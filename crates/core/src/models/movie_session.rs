//! Movie session model - one screening of a movie in a hall

use chrono::{DateTime, Utc};
use serde::{Deserialize, Serialize};
use uuid::Uuid;

use super::DISPLAY_TIME_FORMAT;

#[derive(Debug, Clone, PartialEq, Eq, Serialize, Deserialize)]
pub struct MovieSession {
    pub id: Uuid,
    pub show_time: DateTime<Utc>,
    pub cinema_hall_id: Uuid,
    pub movie_id: Uuid,
}

impl MovieSession {
    pub fn new(movie_id: Uuid, cinema_hall_id: Uuid, show_time: DateTime<Utc>) -> Self {
        Self {
            id: Uuid::new_v4(),
            show_time,
            cinema_hall_id,
            movie_id,
        }
    }
}

/// A session joined with its movie title, for display
#[derive(Debug, Clone, Serialize, Deserialize)]
pub struct MovieSessionDisplay {
    pub id: Uuid,
    pub movie_title: String,
    pub hall_name: String,
    pub show_time: DateTime<Utc>,
}

impl std::fmt::Display for MovieSessionDisplay {
    fn fmt(&self, f: &mut std::fmt::Formatter<'_>) -> std::fmt::Result {
        write!(
            f,
            "{} {}",
            self.movie_title,
            self.show_time.format(DISPLAY_TIME_FORMAT)
        )
    }
}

• [Problem statement]: Working from the entries above, find every line in which the word "DateTime" occurs and copy it.

• [Exercise result]:
use chrono::{DateTime, Utc};
    pub show_time: DateTime<Utc>,
    pub fn new(movie_id: Uuid, cinema_hall_id: Uuid, show_time: DateTime<Utc>) -> Self {
    pub show_time: DateTime<Utc>,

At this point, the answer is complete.